//! Plan - Collection of Effects
//!
//! A Plan is an ordered list of Effects to be executed.
//! No side effects occur until the Plan is applied.

use crate::effect::Effect;

/// Plan containing Effects to be executed
#[derive(Debug, Clone, Default)]
pub struct Plan {
    effects: Vec<Effect>,
}

impl Plan {
    pub fn new() -> Self {
        Self::default()
    }

    pub fn add(&mut self, effect: Effect) {
        self.effects.push(effect);
    }

    pub fn effects(&self) -> &[Effect] {
        &self.effects
    }

    pub fn is_empty(&self) -> bool {
        self.effects.is_empty()
    }

    /// Number of mutating Effects
    pub fn mutation_count(&self) -> usize {
        self.effects.iter().filter(|e| e.is_mutating()).count()
    }

    /// Generate a summary of the Plan for display
    pub fn summary(&self) -> PlanSummary {
        let mut summary = PlanSummary::default();
        for effect in &self.effects {
            match effect {
                Effect::Read { .. } => summary.read += 1,
                Effect::Create(_) => summary.create += 1,
                Effect::Update { .. } => summary.update += 1,
                Effect::Delete { .. } => summary.delete += 1,
            }
        }
        summary
    }
}

#[derive(Debug, Default, PartialEq, Eq)]
pub struct PlanSummary {
    pub read: usize,
    pub create: usize,
    pub update: usize,
    pub delete: usize,
}

impl std::fmt::Display for PlanSummary {
    fn fmt(&self, f: &mut std::fmt::Formatter<'_>) -> std::fmt::Result {
        write!(
            f,
            "Plan: {} to create, {} to update, {} to delete",
            self.create, self.update, self.delete
        )
    }
}

#[cfg(test)]
mod tests {
    use super::*;
    use crate::resource::{Resource, ResourceId};

    #[test]
    fn summary_counts_each_kind() {
        let mut plan = Plan::new();
        plan.add(Effect::Create(Resource::new("spotinst_multai_balancer", "lb")));
        plan.add(Effect::Delete {
            id: ResourceId::new("spotinst_health_check", "hc"),
            identifier: "hc-1".to_string(),
        });
        plan.add(Effect::Read {
            id: ResourceId::new("spotinst_elastigroup_aws", "web"),
            identifier: "sig-1".to_string(),
        });

        let summary = plan.summary();
        assert_eq!(summary.create, 1);
        assert_eq!(summary.delete, 1);
        assert_eq!(summary.read, 1);
        assert_eq!(plan.mutation_count(), 2);
        assert_eq!(
            summary.to_string(),
            "Plan: 1 to create, 0 to update, 1 to delete"
        );
    }
}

▶ To do
Where in the listing does the string "ResourceId" appear? Copy every line that has it.

▶ Written solution
    use crate::resource::{Resource, ResourceId};
            id: ResourceId::new("spotinst_health_check", "hc"),
            id: ResourceId::new("spotinst_elastigroup_aws", "web"),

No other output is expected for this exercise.